I listen to the university crowd chatter about how this could have happened, and every opinion is as liberalized as the next - it was all our fault apparently. We were too arrogant, too prosperous, and too intolerant. We were too interested in sticking our noses where they shouldn't be; and of course, the solution is always and ever, that we should somehow embrace that which brought us to such calamity eight years ago.

It is as if these people have never studied scripture. Didn't some (ridiculously naive) Israelites also imagine that they could make things better by turning to the gods of the nations that were bringing such calamity upon them?

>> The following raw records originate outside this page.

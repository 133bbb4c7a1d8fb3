//! Cookie-identified, expiring sessions.
//!
//! The store maps an opaque token to a claims payload. Expiry is absolute
//! (`now + ttl`) and is pushed forward only by [`SessionStore::update`];
//! reads never extend a session. Expired entries are evicted lazily on the
//! next read, with a periodic prune to bound memory.

mod cookie;
mod memory_store;

pub use memory_store::InMemorySessionStore;

use crate::auth::Role;
use crate::clock::Clock;
use crate::config::SessionConfig;
use async_trait::async_trait;
use chrono::Duration;
use rocket::http::CookieJar;
use serde::{Deserialize, Serialize};
use serde_json::Value;
use std::collections::BTreeMap;
use std::sync::Arc;
use tracing::debug;

pub const USER_ID_CLAIM: &str = "user_id";
pub const ROLE_CLAIM: &str = "role";
pub const LAST_SEEN_CLAIM: &str = "last_seen";

/// Claims carried by a session. Merges are shallow: given keys overwrite,
/// the rest persist.
#[derive(Debug, Clone, Default, PartialEq, Serialize, Deserialize)]
pub struct SessionData(BTreeMap<String, Value>);

impl SessionData {
    pub fn new() -> Self {
        Self::default()
    }

    pub fn for_user(user_id: i64, role: Role) -> Self {
        Self::new().with(USER_ID_CLAIM, user_id).with(ROLE_CLAIM, role.as_str())
    }

    pub fn with(mut self, key: &str, value: impl Into<Value>) -> Self {
        self.0.insert(key.to_string(), value.into());
        self
    }

    pub fn get(&self, key: &str) -> Option<&Value> {
        self.0.get(key)
    }

    /// Accepts the id either as a JSON number or a numeric string.
    pub fn user_id(&self) -> Option<i64> {
        match self.get(USER_ID_CLAIM)? {
            Value::Number(n) => n.as_i64(),
            Value::String(s) => s.parse().ok(),
            _ => None,
        }
    }

    pub fn role(&self) -> Option<&str> {
        self.get(ROLE_CLAIM)?.as_str()
    }

    pub fn merge(&mut self, partial: SessionData) {
        self.0.extend(partial.0);
    }
}

#[async_trait]
pub trait SessionStore: Send + Sync {
    /// Stores `data` under a fresh random token and returns the token.
    async fn create(&self, data: SessionData) -> String;

    /// Returns the payload, or `None` when the token is unknown or expired.
    /// An expired entry is removed. Does not extend the expiry.
    async fn get(&self, token: &str) -> Option<SessionData>;

    /// Shallow-merges `partial` into the payload and resets the expiry.
    /// No-op for unknown tokens.
    async fn update(&self, token: &str, partial: SessionData);

    async fn destroy(&self, token: &str);

    /// Removes every expired entry, returning how many were dropped.
    async fn prune_expired(&self) -> usize;
}

/// Binds a [`SessionStore`] to the session cookie contract.
pub struct SessionManager {
    store: Arc<dyn SessionStore>,
    clock: Arc<dyn Clock>,
    cookie_name: String,
    ttl: Duration,
}

impl SessionManager {
    pub fn new(store: Arc<dyn SessionStore>, clock: Arc<dyn Clock>, config: &SessionConfig) -> Self {
        Self {
            store,
            clock,
            cookie_name: config.cookie_name.clone(),
            ttl: Duration::seconds(config.ttl_seconds),
        }
    }

    pub fn store(&self) -> &Arc<dyn SessionStore> {
        &self.store
    }

    pub fn token(&self, cookies: &CookieJar<'_>) -> Option<String> {
        cookies
            .get(&self.cookie_name)
            .map(|cookie| cookie.value().trim().to_string())
            .filter(|value| !value.is_empty())
    }

    pub async fn current(&self, cookies: &CookieJar<'_>) -> Option<SessionData> {
        let token = self.token(cookies)?;
        self.store.get(&token).await
    }

    /// Starts a session for `data`, replacing whatever session the request
    /// carried, and sets the cookie.
    pub async fn start(&self, cookies: &CookieJar<'_>, data: SessionData) -> String {
        if let Some(previous) = self.token(cookies) {
            self.store.destroy(&previous).await;
        }

        let token = self.store.create(data).await;
        cookies.add(cookie::session_cookie(&self.cookie_name, &token, self.ttl));
        token
    }

    /// Merges `partial` into the live session and re-issues the cookie so its
    /// max-age matches the refreshed expiry.
    pub async fn refresh(&self, cookies: &CookieJar<'_>, partial: SessionData) {
        let Some(token) = self.token(cookies) else {
            return;
        };

        if self.store.get(&token).await.is_none() {
            return;
        }

        self.store.update(&token, partial).await;
        cookies.add(cookie::session_cookie(&self.cookie_name, &token, self.ttl));
    }

    /// Records activity on the live session, sliding its expiry.
    pub async fn touch(&self, cookies: &CookieJar<'_>) {
        let last_seen = SessionData::new().with(LAST_SEEN_CLAIM, self.clock.now().timestamp());
        self.refresh(cookies, last_seen).await;
    }

    pub async fn end(&self, cookies: &CookieJar<'_>) {
        if let Some(token) = self.token(cookies) {
            self.store.destroy(&token).await;
        }
        cookies.remove(cookie::removal_cookie(&self.cookie_name));
    }
}

pub fn spawn_cleanup_task(store: Arc<dyn SessionStore>, interval: std::time::Duration) {
    tokio::spawn(async move {
        let mut ticker = tokio::time::interval(interval);
        loop {
            ticker.tick().await;
            let pruned = store.prune_expired().await;
            if pruned > 0 {
                debug!(pruned, "pruned expired sessions");
            }
        }
    });
}

#[cfg(test)]
mod tests {
    use super::*;

    #[test]
    fn merge_is_shallow() {
        let mut data = SessionData::for_user(7, Role::Customer).with("theme", "dark");
        data.merge(SessionData::new().with("theme", "light").with("last_seen", 10));

        assert_eq!(data.user_id(), Some(7));
        assert_eq!(data.role(), Some("customer"));
        assert_eq!(data.get("theme"), Some(&Value::from("light")));
        assert_eq!(data.get("last_seen"), Some(&Value::from(10)));
    }

    #[test]
    fn user_id_accepts_numeric_strings() {
        let data = SessionData::new().with(USER_ID_CLAIM, "42");
        assert_eq!(data.user_id(), Some(42));

        let data = SessionData::new().with(USER_ID_CLAIM, "forty-two");
        assert_eq!(data.user_id(), None);

        let data = SessionData::new().with(USER_ID_CLAIM, true);
        assert_eq!(data.user_id(), None);
    }
}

It is seems that the knee-jerk, sophomoric solution to aggression is to avoid it at -all- costs (and by "-all- costs" I mean we should bend over backwards to accommodate pretty much anything as long as at the end of the day we can avoid bloodshed) But our forefathers believed that some things were so precious, that they were worth dying for. How quickly those, whose livers are lillied as a matter of course, are to cry, "peace, peace!" when there is no peace. These know that peace comes when you are no longer an offence to others, but imagine that what makes us offensive is our politics.

To say it more succinctly, they have a rather immature (perhaps naive is a better word...? Um, no. I going to have to stick with immature) hope, in that they presume this calamity has befallen us because of what we are doing politically, when in fact it has come upon us because of what we are doing morally.

Every freedom this nation presently enjoys was purchased with the blood of those who secured it for us in times past. Yet hasn't every single freedom been used to increase our wickedness? We go so far as to regard iniquity as our God given right, and more than this, we go so far as to start calling our wickedness... righteousness.

Don't believe it? Try saying publicly that homosexuality is wicked. Immediately you will be condemned as a bigot. Our culture has decided in the last fifty years, that homosexuality is okay, and that anyone who says otherwise is small minded, bigoted, and pretty much driven by blind hate and/or fear. Clearly, says our "new" culture, the greatest virtue is that we all get along, and in order for everyone to get along, we must respect everyone and the choices they make. Whatever consenting adults people want to do in the privacy of openly in public is fine as long as it doesn't (physically) hurt anyone who hasn't consented to being hurt. You see, freedom has come to mean that there is no objective moral standard. We are free to set subjective (and therefore temporal) moral standards, which, while constantly in flux, only and ever spiral into both greater and greater license, and greater outrage at having that standard challenged.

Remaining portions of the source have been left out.